Ananda Impact Ventures verwaltet 150 Millionen Euro

Investiert wird laut Ananda Impact Ventures in Technologieunternehmen, die sich den „ökologischen und sozialen Herausforderungen unserer Zeit widmen.“ Nach dem letzten Closing des vierten „Core Impact Fund“ in der Höhe von 65 Millionen Euro stehen dafür nun 150 Millionen Euro bereit, wie der VC am Dienstag bekannt gab.

Möglich macht dies die Unterstützung des Europäischen Investitionsfonds (EIF), Big Society Capital und einer Reihe von Family Offices. Ursprünglich waren für den vierten Fonds rund 40 Millionen vorgesehen, wobei dieser laut Ananda Impact Ventures um 25 Millionen Euro übertroffen wurde.
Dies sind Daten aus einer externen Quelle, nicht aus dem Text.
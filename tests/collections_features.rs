//! Tests for collections feature and related functionality

#[cfg(feature = "collections")]
mod collections_tests {
    use indexmap::IndexMap;
    use ordered_collection::{ArrayAccess, Collection, Key, List, Single};
    use pretty_assertions::assert_eq;
    use serde_json::{json, Value};

    fn keys_of<V>(collection: &Collection<V>) -> Vec<String> {
        collection.iter().map(|(k, _)| k.to_string()).collect()
    }

    #[test]
    fn test_collections_constructor_normalization() {
        let c = Collection::wrap("foo");
        assert_eq!(c.all(), IndexMap::from([(Key::Index(0), "foo")]));

        let c = Collection::wrap(1);
        assert_eq!(c.get(0), Some(&1));

        let c = Collection::wrap(false);
        assert_eq!(c.count(), 1);
        assert_eq!(c.get(0), Some(&false));

        let c = Collection::<Value>::make(Value::Null);
        assert!(c.all().is_empty());

        let c = Collection::<i32>::make(());
        assert!(c.is_empty());

        let c = Collection::<i32>::new();
        assert!(c.all().is_empty());

        let c = Collection::make(Single(json!("foo")));
        assert_eq!(c.to_string(), r#"["foo"]"#);
    }

    #[test]
    fn test_collections_construct_from_collection_copies() {
        let mut source = Collection::make([("foo", "bar")]);
        let copy = Collection::make(&source);
        source.set("foo", "changed");

        assert_eq!(copy.get("foo"), Some(&"bar"));
        assert_eq!(source.get("foo"), Some(&"changed"));
    }

    #[test]
    fn test_collections_set_and_get() {
        let mut c = Collection::new();
        c.set("foo", "bar");

        assert_eq!(c.get("foo"), Some(&"bar"));
        assert_eq!(c.all(), IndexMap::from([(Key::from("foo"), "bar")]));
    }

    #[test]
    fn test_collections_get_default() {
        let c = Collection::make([("foo", "bar")]);

        assert_eq!(c.get("baz"), None);
        assert_eq!(c.get_or("baz", "qux"), "qux");
        assert_eq!(c.get_or("foo", "qux"), "bar");
    }

    #[test]
    fn test_collections_has() {
        let c = Collection::make([("foo", ""), ("zero", "0")]);

        assert!(c.has("foo"));
        assert!(c.has("zero"));
        assert!(!c.has("baz"));
    }

    #[test]
    fn test_collections_all_is_independent() {
        let c = Collection::make([("foo", "bar")]);
        let mut all = c.all();
        all.insert(Key::from("baz"), "qux");

        assert_eq!(c.count(), 1);
        assert!(!c.has("baz"));
    }

    #[test]
    fn test_collections_first_and_last() {
        let c = Collection::make([("foo", "bar"), ("baz", "qux")]);

        assert_eq!(c.first(), Some(&"bar"));
        assert_eq!(c.last(), Some(&"qux"));
    }

    #[test]
    fn test_collections_first_and_last_default() {
        let c = Collection::<&str>::new();

        assert_eq!(c.first_or("default"), "default");
        assert_eq!(c.last_or("default"), "default");
    }

    #[test]
    fn test_collections_falsy_first_value_returns_default() {
        let c = Collection::make([("a", json!(0)), ("b", json!(1))]);

        assert_eq!(c.first_or(json!("default")), json!("default"));
        assert_eq!(c.first_strict(), Some(&json!(0)));
        assert_eq!(c.last_or(json!("default")), json!(1));

        let c = Collection::make([("a", "x"), ("b", "")]);
        assert_eq!(c.last(), None);
        assert_eq!(c.last_strict(), Some(&""));
    }

    #[test]
    fn test_collections_keys() {
        let c = Collection::make([("foo", "bar"), ("baz", "qux")]);
        let keys = c.keys();

        assert_eq!(
            keys.all().into_values().collect::<Vec<_>>(),
            vec![Key::from("foo"), Key::from("baz")]
        );
        assert!(keys.is_list());
        assert_eq!(keys.to_string(), r#"["foo","baz"]"#);
    }

    #[test]
    fn test_collections_count() {
        let c = Collection::list(["foo", "bar"]);
        assert_eq!(c.count(), 2);
    }

    #[test]
    fn test_collections_remove() {
        let mut c = Collection::list(["foo", "bar"]);
        c.remove("foo");
        assert_eq!(c.get("foo"), None);
        assert_eq!(c.count(), 2);

        c.remove(0);
        assert_eq!(c.get_or(0, "gone"), "gone");
        assert_eq!(c.count(), 1);
    }

    #[test]
    fn test_collections_replace() {
        let mut c = Collection::make([("foo", "bar"), ("keep", "me")]);
        c.replace([("foo", "replaced"), ("new", "entry")]);

        assert_eq!(keys_of(&c), vec!["foo", "keep", "new"]);
        assert_eq!(c.get("foo"), Some(&"replaced"));
    }

    #[test]
    fn test_collections_clear_and_is_empty() {
        let mut c = Collection::list(["foo", "bar"]);
        assert!(!c.is_empty());

        c.clear();
        assert_eq!(c.count(), 0);
        assert!(c.is_empty());
        assert!(c.all().is_empty());
    }

    #[test]
    fn test_collections_each() {
        let c = Collection::make([("foo", "bar"), ("baz", "qux")]);

        let mut result = Vec::new();
        let returned = c.each(|value, key| result.push((key.to_string(), *value)));

        assert_eq!(
            result,
            vec![("foo".to_string(), "bar"), ("baz".to_string(), "qux")]
        );
        assert!(std::ptr::eq(returned, &c));
    }

    #[test]
    fn test_collections_filter() {
        let c = Collection::list([json!({"id": 1}), json!({"id": 2})]);

        let result = c.filter(|item| item["id"] == 1);

        assert_eq!(result.all(), IndexMap::from([(Key::Index(0), json!({"id": 1}))]));
    }

    #[test]
    fn test_collections_filter_keeps_keys() {
        let c = Collection::list([1, 2, 3, 4]);
        let even = c.filter(|v| v % 2 == 0);

        assert_eq!(keys_of(&even), vec!["1", "3"]);
        assert_eq!(even.to_string(), r#"{"1":2,"3":4}"#);
    }

    #[test]
    fn test_collections_filter_without_callback() {
        let c = Collection::make([
            ("a", json!(1)),
            ("b", json!(0)),
            ("c", json!("")),
            ("d", json!(null)),
            ("e", json!(false)),
            ("f", json!("x")),
        ]);

        assert_eq!(keys_of(&c.filter_truthy()), vec!["a", "f"]);
    }

    #[test]
    fn test_collections_map() {
        let c = Collection::make([("first", "taylor"), ("last", "otwell")]);

        let mapped = c.map(|value, key| format!("{key}-{}", value.to_uppercase()));

        assert_eq!(mapped.get("first").map(String::as_str), Some("first-TAYLOR"));
        assert_eq!(mapped.get("last").map(String::as_str), Some("last-OTWELL"));
        assert_eq!(keys_of(&mapped), vec!["first", "last"]);
        assert_eq!(c.get("first"), Some(&"taylor"));
    }

    #[test]
    fn test_collections_merge() {
        let c = Collection::make([("name", "hello")]);

        let merged = c.merge([("id", "1")]);
        assert_eq!(keys_of(&merged), vec!["name", "id"]);

        let merged = c.merge(Collection::make([("name", "world")]));
        assert_eq!(merged.get("name"), Some(&"world"));
        assert_eq!(c.get("name"), Some(&"hello"));
    }

    #[test]
    fn test_collections_merge_null_and_scalar() {
        let c = Collection::make([("name", "hello")]);

        assert_eq!(c.merge(()), c);
        assert_eq!(c.merge(None::<Collection<&str>>), c);

        let merged = c.merge(Single("tail"));
        assert_eq!(merged.get(0), Some(&"tail"));
        assert_eq!(merged.count(), 2);

        let merged = Collection::list(["a", "b"]).merge(List(["c"]));
        assert_eq!(merged.to_string(), r#"["c","b"]"#);
    }

    #[test]
    fn test_collections_to_json() {
        let c = Collection::make([("foo", "bar")]);
        assert_eq!(c.to_json_default().unwrap(), r#"{"foo":"bar"}"#);
    }

    #[test]
    fn test_collections_to_string() {
        let c = Collection::make([("foo", "bar")]);
        assert_eq!(c.to_string(), r#"{"foo":"bar"}"#);
        assert_eq!(format!("{c}"), r#"{"foo":"bar"}"#);
    }

    #[test]
    fn test_collections_offset_access() {
        let mut c = Collection::new();
        c.write("foo", "bar");
        assert!(c.exists("foo"));
        assert_eq!(c.read("foo"), Some(&"bar"));
        assert_eq!(c["foo"], "bar");

        c["foo"] = "baz";
        assert_eq!(c.read("foo"), Some(&"baz"));

        c.delete("foo");
        assert!(!c.exists("foo"));
        assert!(!c.has("foo"));
    }

    #[test]
    fn test_collections_iteration_reflects_current_state() {
        let mut c = Collection::make([("a", 1)]);
        assert_eq!(c.iter().count(), 1);

        c.set("b", 2);
        let pairs: Vec<(String, i32)> = c.iter().map(|(k, v)| (k.to_string(), *v)).collect();
        assert_eq!(pairs, vec![("a".to_string(), 1), ("b".to_string(), 2)]);

        for (_, value) in &mut c {
            *value *= 10;
        }
        let values: Vec<i32> = c.into_iter().map(|(_, v)| v).collect();
        assert_eq!(values, vec![10, 20]);
    }
}

#[cfg(feature = "collections")]
mod collections_serde_tests {
    use ordered_collection::{Collection, CollectionError, JsonOptions};
    use pretty_assertions::assert_eq;
    use serde_json::{json, Value};

    #[test]
    fn test_collections_serde_list_like_becomes_array() {
        let c = Collection::list([1, 2, 3]);
        assert_eq!(serde_json::to_string(&c).unwrap(), "[1,2,3]");

        let empty = Collection::<i32>::new();
        assert_eq!(serde_json::to_string(&empty).unwrap(), "[]");
    }

    #[test]
    fn test_collections_serde_from_json_document() {
        let c: Collection<Value> =
            serde_json::from_str(r#"{"servers":["api.com","db.com"],"port":8080}"#).unwrap();
        assert_eq!(c.get("servers"), Some(&json!(["api.com", "db.com"])));

        let again = Collection::make(json!({"servers": ["api.com", "db.com"], "port": 8080}));
        assert_eq!(c, again);
        assert_eq!(c.to_string(), r#"{"servers":["api.com","db.com"],"port":8080}"#);
    }

    #[test]
    fn test_collections_serde_depth_guard() {
        let c = Collection::make(json!({"a": [[1]]}));
        let err = c.to_json(&JsonOptions::default().depth(1)).unwrap_err();
        assert!(err.is_serialization());
        assert!(matches!(err, CollectionError::DepthExceeded { depth: 3, .. }));
    }
}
Zudem wurde das Zielinvestitionsvolumen laut den beiden VC-Gründern Johannes Weber und Florian Erber nun von 75 Millionen Euro auf bis zu 100 Millionen Euro angehoben.

Der Investitionsfokus

Es gibt ein klares Muster in der Art von Unternehmen, mit denen Ananda zusammenarbeiten möchte, sagte Erber. „Unsere Zielunternehmen haben ihren Impact von Natur aus in ihr Geschäftsmodell integriert. Die einfache Formel, dass mehr Umsatz auch mehr Wirkung bedeutet, gilt also für uns alle. Unsere jüngsten Investitionen in Klim (Carbon Farming) und OroraTech (Satelliten zur Vermeidung von Waldbränden) zeigen, dass dies nicht nur auf sozialer, sondern auch auf ökologischer/klimatischer Seite gut funktioniert.“

Zudem stehen laut Eigendefinition neben der Wirkung ethische Führung und Governance im Mittelpunkt von Ananda. Aktuell umfasst das Portfolio 29 Unternehmen, wobei laut Ananda Impact Ventures 38 Prozent der Unternehmen über mindestens eine weibliche Gründerin verfügen.

Investiert wird in Startups, die bereits erste Umsätze und ein Geschäftsmodell haben. Der Fokus liegt dabei auf Startups aus der DACH-Region und Großbritannien. Beteiligungen können sowohl in der Seed-Phase oder auch später im Rahmen von Series-A-Runden erfolgen.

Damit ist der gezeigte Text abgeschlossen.